- Captain: Lindsay Davenport
- ITF ranking: 5 (November 16, 2024)
- Colors: red & white & blue
- First year: 1963
- Years played: 61
- Ties played (W–L): 207 (163–44)
- Years in World Group: 38 (85–25)
- Titles: 18 (1963, 1966, 1967, 1969, 1976, 1977, 1978, 1979, 1980, 1981, 1982, 1986, 1989, 1990, 1996, 1999, 2000, 2017)
- Runners-up: 13 (1964, 1965, 1974, 1985, 1987, 1991, 1994, 1995, 2003, 2009, 2010, 2018, 2025)
- Most total wins: Chris Evert (57–4)
- Most singles wins: Chris Evert (40–2)
- Most doubles wins: Billie Jean King (26–1) Rosie Casals (26–1)
- Best doubles team: Rosie Casals / Billie Jean King (10–0) Rosie Casals / Kathy Jordan (10–0) Gigi Fernández / Zina Garrison (10–1)
- Most ties played: Chris Evert (42)
- Most years played: Lindsay Davenport (11)

= United States Billie Jean King Cup team =

American women's tennis team

The United States women's national tennis team is the most successful national team in Billie Jean King Cup competition.
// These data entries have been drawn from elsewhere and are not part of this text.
impl<T> SparseStore<T> {
    /// Create an empty store
    pub fn new() -> Self {
        Self {
            columns: Vec::new(),
            len: 0,
        }
    }

    /// Number of stored entries
    pub fn len(&self) -> usize {
        self.len
    }

    /// Check whether nothing is stored
    pub fn is_empty(&self) -> bool {
        self.len == 0
    }

    /// Remove every entry
    pub fn clear(&mut self) {
        self.columns.clear();
        self.len = 0;
    }

    #[inline]
    fn column_pos(&self, col: u16) -> std::result::Result<usize, usize> {
        self.columns.binary_search_by_key(&col, |c| c.col)
    }

    #[inline]
    fn column(&self, col: u16) -> Option<&ColumnIndex<T>> {
        self.column_pos(col).ok().map(|p| &self.columns[p])
    }

    /// Position of the first bucket with column >= `col`
    #[inline]
    fn first_column_from(&self, col: u16) -> usize {
        self.columns.partition_point(|c| c.col < col)
    }

    /// Insert or overwrite the entry at `(row, col)`
    pub fn set_value(&mut self, row: u32, col: u16, value: T) -> Result<()> {
        check_row(row)?;
        check_col(col)?;
        let pos = match self.column_pos(col) {
            Ok(pos) => pos,
            Err(pos) => {
                self.columns.insert(pos, ColumnIndex::new(col));
                pos
            }
        };
        if self.columns[pos].insert(row, value).is_none() {
            self.len += 1;
        }
        Ok(())
    }

    /// Get the entry at `(row, col)` if one exists
    pub fn get(&self, row: u32, col: u16) -> Option<&T> {
        self.column(col)?.get(row)
    }

    /// Get a mutable reference to the entry at `(row, col)`
    pub fn get_mut(&mut self, row: u32, col: u16) -> Option<&mut T> {
        let pos = self.column_pos(col).ok()?;
        self.columns[pos].get_mut(row)
    }

    /// Get the entry at `(row, col)`, creating it with `init` when absent
    pub fn get_or_insert_with<F: FnOnce() -> T>(
        &mut self,
        row: u32,
        col: u16,
        init: F,
    ) -> Result<&mut T> {
        if !self.exists(row, col) {
            self.set_value(row, col, init())?;
        }
        self.get_mut(row, col)
            .ok_or_else(|| Error::invariant(format!("entry r{}c{} vanished after insert", row, col)))
    }

    /// Check whether an entry is stored at `(row, col)`
    ///
    /// Distinguishes "stored with a default-looking value" from "absent".
    pub fn exists(&self, row: u32, col: u16) -> bool {
        self.get(row, col).is_some()
    }

    /// Remove and return the entry at `(row, col)`
    pub fn remove(&mut self, row: u32, col: u16) -> Option<T> {
        let pos = self.column_pos(col).ok()?;
        let value = self.columns[pos].remove(row)?;
        if self.columns[pos].is_empty() {
            self.columns.remove(pos);
        }
        self.len -= 1;
        Some(value)
    }

    /// Highest populated row in a column
    pub fn last_row(&self, col: u16) -> Option<u32> {
        self.column(col)?.last_row()
    }

    /// Highest populated column
    pub fn last_column(&self) -> Option<u16> {
        self.columns.last().map(|c| c.col)
    }

    /// Bounding rectangle of all non-sentinel entries
    pub fn dimension(&self) -> Option<CellRange> {
        let mut bounds: Option<(u32, u16, u32, u16)> = None;
        for index in &self.columns[self.first_column_from(1)..] {
            let Some((first, _)) = index.first_at_or_after(1) else {
                continue;
            };
            let last = index.last_row().unwrap_or(first);
            bounds = Some(match bounds {
                None => (first, index.col, last, index.col),
                Some((r0, c0, r1, _)) => (r0.min(first), c0, r1.max(last), index.col),
            });
        }
        bounds.map(|(r0, c0, r1, c1)| CellRange::from_indices(r0, c0, r1, c1))
    }

    /// Iterate over all entries in canonical (column-major) order
    pub fn iter(&self) -> impl Iterator<Item = (u32, u16, &T)> + '_ {
        self.columns
            .iter()
            .flat_map(|c| c.iter().map(move |(row, v)| (row, c.col, v)))
    }

    /// Encoded addresses of all entries, ascending
    ///
    /// [`CellKey`] ordering is the canonical order, so the keys come out
    /// strictly increasing.
    pub fn keys(&self) -> impl Iterator<Item = CellKey> + '_ {
        self.iter().map(|(row, col, _)| CellKey::from_parts(row, col))
    }

    /// Iterate mutably over all entries in canonical order
    pub fn iter_mut(&mut self) -> impl Iterator<Item = (u32, u16, &mut T)> + '_ {
        self.columns.iter_mut().flat_map(|c| {
            let col = c.col;
            c.iter_mut().map(move |(row, v)| (row, col, v))
        })
    }

    /// Iterate over the entries of one column in row order
    pub fn iter_column(&self, col: u16) -> impl Iterator<Item = (u32, &T)> + '_ {
        self.column(col).into_iter().flat_map(|c| c.iter())
    }

    // ==================== Ordered neighbour queries ====================

    /// Next populated address strictly after `(row, col)` in canonical order
    pub fn next_cell(&self, row: u32, col: u16) -> Option<(u32, u16)> {
        self.next_cell_in(row, col, &CellBounds::everything())
    }

    /// Next populated address strictly after `(row, col)` inside `bounds`
    ///
    /// Never returns an address outside `bounds`, even when entries exist
    /// further along.
    pub fn next_cell_in(&self, row: u32, col: u16, bounds: &CellBounds) -> Option<(u32, u16)> {
        if row < MAX_ROWS {
            self.seek_forward(row + 1, col, bounds)
        } else if col < MAX_COLS {
            self.seek_forward(0, col + 1, bounds)
        } else {
            None
        }
    }

    /// Previous populated address strictly before `(row, col)` in canonical order
    pub fn prev_cell(&self, row: u32, col: u16) -> Option<(u32, u16)> {
        self.prev_cell_in(row, col, &CellBounds::everything())
    }

    /// Previous populated address strictly before `(row, col)` inside `bounds`
    ///
    /// `(0, 0)` has no predecessor.
    pub fn prev_cell_in(&self, row: u32, col: u16, bounds: &CellBounds) -> Option<(u32, u16)> {
        if row > 0 {
            self.seek_backward(row - 1, col, bounds)
        } else if col > 0 {
            self.seek_backward(MAX_ROWS, col - 1, bounds)
        } else {
            None
        }
    }

    /// First populated address inside `bounds`
    pub fn first_cell_in(&self, bounds: &CellBounds) -> Option<(u32, u16)> {
        self.seek_forward(bounds.from_row, bounds.from_col, bounds)
    }

    /// Last populated address inside `bounds`
    pub fn last_cell_in(&self, bounds: &CellBounds) -> Option<(u32, u16)> {
        self.seek_backward(bounds.to_row, bounds.to_col, bounds)
    }

    /// First entry at or after `(row, col)` in column-major order, within bounds
    fn seek_forward(&self, row: u32, col: u16, bounds: &CellBounds) -> Option<(u32, u16)> {
        if col > bounds.to_col {
            return None;
        }
        let (row, col) = if col < bounds.from_col {
            (bounds.from_row, bounds.from_col)
        } else {
            (row, col)
        };

        for index in &self.columns[self.first_column_from(col)..] {
            if index.col > bounds.to_col {
                break;
            }
            let from = if index.col == col {
                row.max(bounds.from_row)
            } else {
                bounds.from_row
            };
            if let Some((r, _)) = index.first_at_or_after(from) {
                if r <= bounds.to_row {
                    return Some((r, index.col));
                }
            }
        }
        None
    }

    /// Last entry at or before `(row, col)` in column-major order, within bounds
    fn seek_backward(&self, row: u32, col: u16, bounds: &CellBounds) -> Option<(u32, u16)> {
        if col < bounds.from_col {
            return None;
        }
        let (row, col) = if col > bounds.to_col {
            (bounds.to_row, bounds.to_col)
        } else {
            (row, col)
        };

        let end = self.columns.partition_point(|c| c.col <= col);
        for index in self.columns[..end].iter().rev() {
            if index.col < bounds.from_col {
                break;
            }
            let to = if index.col == col {
                row.min(bounds.to_row)
            } else {
                bounds.to_row
            };
            if let Some((r, _)) = index.last_at_or_before(to) {
                if r >= bounds.from_row {
                    return Some((r, index.col));
                }
            }
        }
        None
    }

    /// Column buckets with column in `from_col..=to_col`, with their slots
    pub(crate) fn buckets_in(
        &self,
        from_col: u16,
        to_col: u16,
    ) -> impl Iterator<Item = (usize, &ColumnIndex<T>)> + '_ {
        let lo = self.first_column_from(from_col);
        let hi = self.columns.partition_point(|c| c.col <= to_col).max(lo);
        self.columns[lo..hi]
            .iter()
            .enumerate()
            .map(move |(i, index)| (lo + i, index))
    }

    #[inline]
    pub(crate) fn bucket(&self, slot: usize) -> Option<&ColumnIndex<T>> {
        self.columns.get(slot)
    }

    /// Create a row-major cursor over `bounds`
    pub fn cursor(&self, bounds: CellBounds) -> CellCursor<'_, T> {
        CellCursor::new(self, bounds)
    }

    /// Create a column-major (canonical order) cursor over `bounds`
    pub fn cursor_by_column(&self, bounds: CellBounds) -> CellCursor<'_, T> {
        CellCursor::with_order(self, bounds, TraversalOrder::ColumnMajor)
    }

    // ==================== Range removal ====================

    /// Remove every entry inside `bounds` without re-keying anything
    pub fn clear_range(&mut self, bounds: &CellBounds) {
        let lo = self.first_column_from(bounds.from_col);
        let mut removed = 0;
        for index in &mut self.columns[lo..] {
            if index.col > bounds.to_col {
                break;
            }
            removed += index.clear_rows(bounds.from_row, bounds.to_row);
        }
        self.finish_structural_change(removed);
    }

    /// Remove all entries in the rectangle starting at `(from_row, from_col)`
    /// spanning `rows` x `cols`
    ///
    /// With `shift` set, entries below the rectangle move up to close the gap
    /// (only within the rectangle's columns). A rectangle covering every row
    /// deletes whole columns and shifts later columns left; one covering every
    /// column deletes whole rows.
    pub fn delete(
        &mut self,
        from_row: u32,
        from_col: u16,
        rows: u32,
        cols: u16,
        shift: bool,
    ) -> Result<()> {
        if rows == 0 || cols == 0 {
            return Err(Error::invalid_argument(format!(
                "cannot delete an empty rectangle ({} rows x {} columns)",
                rows, cols
            )));
        }
        check_row(from_row)?;
        check_col(from_col)?;

        let to_row = from_row.saturating_add(rows - 1).min(MAX_ROWS);
        let to_col = (from_col as u32 + cols as u32 - 1).min(MAX_COLS as u32) as u16;

        if !shift {
            self.clear_range(&CellBounds {
                from_row,
                from_col,
                to_row,
                to_col,
            });
            return Ok(());
        }

        // The sentinel band cannot be shifted into
        if from_row == 0 {
            return Err(Error::RowOutOfBounds(0, MAX_ROWS));
        }
        if from_col == 0 {
            return Err(Error::ColumnOutOfBounds(0, MAX_COLS));
        }

        if from_row == 1 && to_row == MAX_ROWS {
            self.delete_columns(from_col, to_col - from_col + 1)
        } else if from_col == 1 && to_col == MAX_COLS {
            self.delete_rows(from_row, to_row - from_row + 1)
        } else {
            self.delete_rows_in(from_row, to_row - from_row + 1, from_col, to_col)
        }
    }

    /// Drop empty column buckets and fix the entry count after bulk edits
    fn finish_structural_change(&mut self, removed: usize) {
        self.columns.retain(|c| !c.is_empty());
        self.len -= removed;
    }

    // ==================== Row/column re-keying ====================

    /// Insert `count` rows at `at`, only in columns `from_col..=to_col`
    pub fn insert_rows_in(&mut self, at: u32, count: u32, from_col: u16, to_col: u16) -> Result<()> {
        validate_row_shift(at, count)?;
        let lo = self.first_column_from(from_col);
        let mut dropped = 0;
        for index in &mut self.columns[lo..] {
            if index.col > to_col {
                break;
            }
            dropped += index.insert_rows(at, count);
        }
        if dropped > 0 {
            log::debug!(
                "insert of {} rows at {} pushed {} entries past row {}",
                count,
                at,
                dropped,
                MAX_ROWS
            );
        }
        self.finish_structural_change(dropped);
        Ok(())
    }

    /// Delete `count` rows at `at`, only in columns `from_col..=to_col`
    pub fn delete_rows_in(&mut self, at: u32, count: u32, from_col: u16, to_col: u16) -> Result<()> {
        validate_row_shift(at, count)?;
        let lo = self.first_column_from(from_col);
        let mut removed = 0;
        for index in &mut self.columns[lo..] {
            if index.col > to_col {
                break;
            }
            removed += index.delete_rows(at, count);
        }
        self.finish_structural_change(removed);
        Ok(())
    }

    fn shift_columns_right(&mut self, at: u16, count: u16) -> usize {
        let lo = self.first_column_from(at);
        let mut dropped = 0;
        let mut keep = self.columns.len();
        for (i, index) in self.columns[lo..].iter_mut().enumerate() {
            let moved = index.col as u32 + count as u32;
            if moved > MAX_COLS as u32 {
                keep = keep.min(lo + i);
                dropped += index.len();
            } else {
                index.col = moved as u16;
            }
        }
        self.columns.truncate(keep);
        dropped
    }

    fn shift_columns_left(&mut self, at: u16, count: u16) -> usize {
        let end = at as u32 + count as u32;
        let mut removed = 0;
        self.columns.retain(|c| {
            let gone = c.col >= at && (c.col as u32) < end;
            if gone {
                removed += c.len();
            }
            !gone
        });
        let first_after = self.columns.partition_point(|c| (c.col as u32) < end);
        for index in &mut self.columns[first_after..] {
            index.col -= count;
        }
        removed
    }
}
The team has won 18 titles and finished second a further 12 times, out of 60 participations.

==History==
The United States won the inaugural Billie Jean King Cup, originally known as the Federation Cup and later as the Fed Cup, in 1963. They hold the record for most ties won, with 149, including 37 in a row. They won seven straight titles between 1976 and 1982.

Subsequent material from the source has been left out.